In the listing below, a line holding "in environment configs." and a line holding "impl From<Vec3Def> for" mark the range. Retype both exactly, with all lines between them.

- **SOURCE DATA**:

━━━━━━━━

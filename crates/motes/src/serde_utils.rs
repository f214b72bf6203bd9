//! Serde helpers for glam vectors in environment configs.
//!
//! Vectors are written as `{ x, y, z }` maps so hand-edited JSON/YAML stays
//! readable. Use with `#[serde(with = "crate::serde_utils::vec3")]`.

use glam::Vec3;
use serde::{Deserialize, Serialize};

/// Serde proxy for Vec3
#[derive(Serialize, Deserialize)]
pub struct Vec3Def {
    pub x: f32,
    pub y: f32,
    pub z: f32,
}

impl From<Vec3> for Vec3Def {
    fn from(v: Vec3) -> Self {
        Self { x: v.x, y: v.y, z: v.z }
    }
}

impl From<Vec3Def> for Vec3 {
    fn from(def: Vec3Def) -> Self {
        Vec3::new(def.x, def.y, def.z)
    }
}

pub mod vec3 {
    use super::Vec3Def;
    use glam::Vec3;
    use serde::{Deserialize, Deserializer, Serialize, Serializer};

    pub fn serialize<S>(v: &Vec3, s: S) -> Result<S::Ok, S::Error>
    where
        S: Serializer,
    {
        Vec3Def::from(*v).serialize(s)
    }

    pub fn deserialize<'de, D>(d: D) -> Result<Vec3, D::Error>
    where
        D: Deserializer<'de>,
    {
        Vec3Def::deserialize(d).map(Vec3::from)
    }
}

/// `Option<Vec3>`; `null` or a missing field reads as `None`.
pub mod opt_vec3 {
    use super::Vec3Def;
    use glam::Vec3;
    use serde::{Deserialize, Deserializer, Serialize, Serializer};

    pub fn serialize<S>(v: &Option<Vec3>, s: S) -> Result<S::Ok, S::Error>
    where
        S: Serializer,
    {
        v.map(Vec3Def::from).serialize(s)
    }

    pub fn deserialize<'de, D>(d: D) -> Result<Option<Vec3>, D::Error>
    where
        D: Deserializer<'de>,
    {
        Option::<Vec3Def>::deserialize(d).map(|def| def.map(Vec3::from))
    }
}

━━━━━━━━

- **ANSWER FOR THIS EXERCISE**:
//! Serde helpers for glam vectors in environment configs.
//!
//! Vectors are written as `{ x, y, z }` maps so hand-edited JSON/YAML stays
//! readable. Use with `#[serde(with = "crate::serde_utils::vec3")]`.

use glam::Vec3;
use serde::{Deserialize, Serialize};

/// Serde proxy for Vec3
#[derive(Serialize, Deserialize)]
pub struct Vec3Def {
    pub x: f32,
    pub y: f32,
    pub z: f32,
}

impl From<Vec3> for Vec3Def {
    fn from(v: Vec3) -> Self {
        Self { x: v.x, y: v.y, z: v.z }
    }
}

impl From<Vec3Def> for Vec3 {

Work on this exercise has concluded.